単に数人の身代金目的の賊の仕業なら話が早いが、なんらかの組織や権力者……例えば、敵対する貴族家などがその背後にいる場合は非常に面倒なことになる。
「二人とも、大丈夫か?」
俺は緊張した面持ちのシスティとヴィクトリアに確認する。
「だ、大丈夫ですわ…!」
「やってみせるよ、アリウスくん!」
二人は若干不安げな表情ながらも、自らを鼓舞するようにそう誓ってみせる。
「そうか…」
命の危険があればすぐに降りてくれ。
そう二人に言おうとしたが、覚悟を決めたような二人の表情に軽々しく口にできないと慌てて引っ込めた。
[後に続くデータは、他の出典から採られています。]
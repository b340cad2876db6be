//! Core Feedback Algorithms
//!
//! This module implements the core algorithms used for bandwidth estimation,
//! congestion detection, and quality assessment in RTCP feedback generation.

use std::time::{Instant, Duration};
use std::collections::VecDeque;

/// Google Congestion Control (GCC) implementation
/// Based on the WebRTC implementation for bandwidth estimation
pub struct GoogleCongestionControl {
    /// State of the congestion control algorithm
    state: GccState,
    
    /// Arrival time filter for calculating inter-arrival times
    arrival_filter: ArrivalTimeFilter,
    
    /// Over-use detector for bandwidth estimation
    overuse_detector: OverUseDetector,
    
    /// Remote rate controller
    rate_controller: RemoteRateController,
    
    /// Current bandwidth estimate (bits per second)
    current_estimate: u32,
    
    /// Last update time
    last_update: Option<Instant>,
}

#[derive(Debug, Clone, Copy, PartialEq, Eq)]
pub enum GccState {
    /// Increase bandwidth estimate
    Increase,
    
    /// Hold current estimate
    Hold,
    
    /// Decrease bandwidth estimate
    Decrease,
}

/// Arrival time filter for calculating inter-arrival time variations
struct ArrivalTimeFilter {
    /// History of arrival time deltas
    deltas: VecDeque<i64>,
    
    /// Current smoothed value
    smoothed_value: f64,
    
    /// Variance estimate
    variance: f64,
}

impl ArrivalTimeFilter {
    fn new() -> Self {
        Self {
            deltas: VecDeque::new(),
            smoothed_value: 0.0,
            variance: 0.0,
        }
    }
    
    /// Update filter with new arrival time delta
    fn update(&mut self, delta_ms: i64) {
        self.deltas.push_back(delta_ms);
        
        // Keep only recent samples (last 60 samples)
        while self.deltas.len() > 60 {
            self.deltas.pop_front();
        }
        
        // Calculate smoothed value and variance
        if !self.deltas.is_empty() {
            let sum: i64 = self.deltas.iter().sum();
            let mean = sum as f64 / self.deltas.len() as f64;
            
            self.smoothed_value = self.smoothed_value * 0.9 + mean * 0.1;
            
            let variance_sum: f64 = self.deltas
                .iter()
                .map(|&x| {
                    let diff = x as f64 - mean;
                    diff * diff
                })
                .sum();
                
            self.variance = variance_sum / self.deltas.len() as f64;
        }
    }
    
    /// Get current filtered value
    fn value(&self) -> f64 {
        self.smoothed_value
    }
    
    /// Get current variance
    fn variance(&self) -> f64 {
        self.variance
    }
}

/// Over-use detector based on Kalman filtering
struct OverUseDetector {
    /// Threshold for over-use detection
    threshold: f64,
    
    /// State estimate
    estimate: f64,
    
    /// Estimation error covariance
    error_covariance: f64,
    
    /// Process noise variance
    process_noise: f64,
    
    /// Measurement noise variance
    measurement_noise: f64,
    
    /// Over-use hypothesis
    hypothesis: OverUseHypothesis,
}

#[derive(Debug, Clone, Copy, PartialEq, Eq)]
enum OverUseHypothesis {
    Normal,
    OverUsing,
    UnderUsing,
}

impl OverUseDetector {
    fn new() -> Self {
        Self {
            threshold: 12.5,  // ms
            estimate: 0.0,
            error_covariance: 100.0,
            process_noise: 1e-3,
            measurement_noise: 1e-1,
            hypothesis: OverUseHypothesis::Normal,
        }
    }
    
    /// Update detector with arrival time delta
    fn update(&mut self, arrival_delta: f64, timestamp_delta: f64) {
        if timestamp_delta <= 0.0 {
            return;
        }
        
        // Prediction step
        self.error_covariance += self.process_noise;
        
        // Update step
        let innovation = arrival_delta - self.estimate;
        let kalman_gain = self.error_covariance / (self.error_covariance + self.measurement_noise);
        
        self.estimate += kalman_gain * innovation;
        self.error_covariance *= (1.0 - kalman_gain);
        
        // Hypothesis testing
        let threshold = self.threshold;
        self.hypothesis = if self.estimate > threshold {
            OverUseHypothesis::OverUsing
        } else if self.estimate < -threshold {
            OverUseHypothesis::UnderUsing
        } else {
            OverUseHypothesis::Normal
        };
    }
    
    /// Get current hypothesis
    fn hypothesis(&self) -> OverUseHypothesis {
        self.hypothesis
    }
    
    /// Get current estimate
    fn estimate(&self) -> f64 {
        self.estimate
    }
}

/// Remote rate controller for bandwidth adjustment
struct RemoteRateController {
    /// Current state
    state: GccState,
    
    /// Current rate (bits per second)
    current_rate: u32,
    
    /// Last update time
    last_update: Instant,
    
    /// Rate increase parameters
    increase_rate: f64,
    
    /// Rate decrease factor
    decrease_factor: f64,
    
    /// Minimum rate
    min_rate: u32,
    
    /// Maximum rate
    max_rate: u32,
}

impl RemoteRateController {
    fn new(initial_rate: u32) -> Self {
        Self {
            state: GccState::Hold,
            current_rate: initial_rate,
            last_update: Instant::now(),
            increase_rate: 1.08,  // 8% increase factor
            decrease_factor: 0.85,  // 15% decrease factor
            min_rate: 30_000,   // 30 kbps minimum
            max_rate: 50_000_000,  // 50 Mbps maximum
        }
    }
    
    /// Update rate based on over-use detector feedback
    fn update(&mut self, hypothesis: OverUseHypothesis, incoming_rate: u32) -> u32 {
        let now = Instant::now();
        let time_delta = now.duration_since(self.last_update).as_millis() as f64;
        self.last_update = now;
        
        match hypothesis {
            OverUseHypothesis::OverUsing => {
                // Decrease rate
                self.state = GccState::Decrease;
                self.current_rate = (self.current_rate as f64 * self.decrease_factor) as u32;
            }
            OverUseHypothesis::UnderUsing => {
                // Increase rate gradually
                self.state = GccState::Increase;
                if time_delta > 100.0 {  // Only increase after 100ms
                    let increase = (incoming_rate as f64 * 0.05).max(1000.0);  // At least 1 kbps
                    self.current_rate = (self.current_rate as f64 + increase) as u32;
                }
            }
            OverUseHypothesis::Normal => {
                // Hold current rate
                self.state = GccState::Hold;
            }
        }
        
        // Clamp to limits
        self.current_rate = self.current_rate.clamp(self.min_rate, self.max_rate);
        self.current_rate
    }
    
    /// Get current rate
    fn current_rate(&self) -> u32 {
        self.current_rate
    }
    
    /// Get current state
    fn state(&self) -> GccState {
        self.state
    }
}

impl GoogleCongestionControl {
    /// Create a new GCC instance
    pub fn new(initial_bitrate: u32) -> Self {
        Self {
            state: GccState::Hold,
            arrival_filter: ArrivalTimeFilter::new(),
            overuse_detector: OverUseDetector::new(),
            rate_controller: RemoteRateController::new(initial_bitrate),
            current_estimate: initial_bitrate,
            last_update: None,
        }
    }
    
    /// Update GCC with packet feedback
    pub fn update_with_feedback(&mut self, packets: &[PacketFeedback]) -> u32 {
        if packets.is_empty() {
            return self.current_estimate;
        }
        
        // Calculate inter-arrival times
        for window in packets.windows(2) {
            let delta_arrival = window[1].arrival_time_ms - window[0].arrival_time_ms;
            let delta_timestamp = window[1].send_time_ms - window[0].send_time_ms;
            
            // Update arrival time filter
            self.arrival_filter.update(delta_arrival);
            
            // Update over-use detector
            self.overuse_detector.update(
                self.arrival_filter.value(),
                delta_timestamp as f64,
            );
        }
        
        // Calculate incoming rate
        let incoming_rate = self.calculate_incoming_rate(packets);
        
        // Update rate controller
        self.current_estimate = self.rate_controller.update(
            self.overuse_detector.hypothesis(),
            incoming_rate,
        );
        
        self.state = self.rate_controller.state();
        self.last_update = Some(Instant::now());
        
        self.current_estimate
    }
    
    /// Calculate incoming packet rate
    fn calculate_incoming_rate(&self, packets: &[PacketFeedback]) -> u32 {
        if packets.len() < 2 {
            return self.current_estimate;
        }
        
        let time_span = packets.last().unwrap().arrival_time_ms - packets[0].arrival_time_ms;
        if time_span <= 0 {
            return self.current_estimate;
        }
        
        let total_size: u32 = packets.iter().map(|p| p.size_bytes).sum();
        let rate_bps = (total_size * 8 * 1000) / time_span as u32;
        
        rate_bps
    }
    
    /// Get current bandwidth estimate
    pub fn current_estimate(&self) -> u32 {
        self.current_estimate
    }
    
    /// Get current state
    pub fn state(&self) -> GccState {
        self.state
    }
    
    /// Get over-use detector estimate
    pub fn overuse_estimate(&self) -> f64 {
        self.overuse_detector.estimate()
    }
}

/// Packet feedback information for GCC
#[derive(Debug, Clone)]
pub struct PacketFeedback {
    /// Packet sequence number
    pub sequence_number: u16,
    
    /// Send time (milliseconds)
    pub send_time_ms: i64,
    
    /// Arrival time (milliseconds)
    pub arrival_time_ms: i64,
    
    /// Packet size in bytes
    pub size_bytes: u32,
}

/// Simple bandwidth estimation algorithm
/// Alternative to GCC for simpler use cases
pub struct SimpleBandwidthEstimator {
    /// Recent throughput samples
    throughput_samples: VecDeque<ThroughputSample>,
    
    /// Current estimate
    current_estimate: u32,
    
    /// Smoothing factor (0.0 - 1.0)
    smoothing_factor: f64,
    
    /// Minimum estimate
    min_estimate: u32,
    
    /// Maximum estimate
    max_estimate: u32,
}

#[derive(Debug, Clone)]
struct ThroughputSample {
    timestamp: Instant,
    bytes_per_second: u32,
    rtt_ms: u32,
    loss_rate: f32,
}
「ここへきて他人の心配か…アリウス・エラトール。相変わらず君は自信過剰で気に食わないやつだ。自分が失敗することは考えないのか?」
「…」
考えていない。
あまり舐めないでほしい。
そう言おうとしたが、プライドの高いディンを刺激するかなと思ってやめておいた。
「最後に、くれぐれも忘れてほしくないのは、この依頼には帝国魔道士団の名前がかかっていることを忘れるな。君たちの失敗は、我々帝国魔道士団の失敗となり、依頼任務失敗の情報が出回れば、その権威は失墜することになる。そうなれば……我々は君たちを始末せざるを得なくなるかもしれない」
「「「…っ」」」
ごくりと俺たちは唾を飲む。
失敗の許されない入団テスト。
そのことを今はっきりと自覚する。
「では行ってこい。あぁ、あと、そこにある資金を忘れるな。情報集めには、時には金がかかることもある。最初にこちらからある程度の資金を提供するから、なんとしてでも攫われた子供を見つけ出せ。いいな」
「おぉ…」
「こんなに…?」
「驚きましたわ…」
その後、俺たちはディンたちから多額の資金を受け取って攫われた子供の似顔絵を手に、帝国ホテルを後にしたのだった。
「あいつら…大丈夫かな?」
帝都をぶらぶらと歩きながら、俺はシスティとヴィクトリアの心配をする。
最悪二人がこの入団テストに落ちてしまっても構わない。
命を落とすことだけはどうにか回避してほしい。
「3人一緒ならな…」
3人一組で行動できれば、俺が彼女たちを守ることも出来たのだが…
「まぁ信じるしかないな」
今は彼女たちのことを考えていても仕方がない。
二人だって、れっきとした魔法の実力者だ。
間も鋭いし、頭脳は俺より明晰。
そう簡単に危機に陥ったりはしないだろう。
「あの二人よりも先に、この子供にたどり着く。そうすれば…先回りして危険を排除することも出来るんじゃないのか…?」
考えてみればそうだ。
となるとますますさっさとこの子供の居場所を突き止めなくてはいけない。
「さて…」
俺は足を止めて当たりを見渡す。
広い帝都をあてどなく歩いていても、ターゲットを見つけることは出来ないだろう。
どこか情報が集まるところを絞って、重点的に探っていく必要がある。
…となれば。
「まぁ、あそこしかないよな」
俺は帝都の情報が集まる場所に一つ心当たりがあった。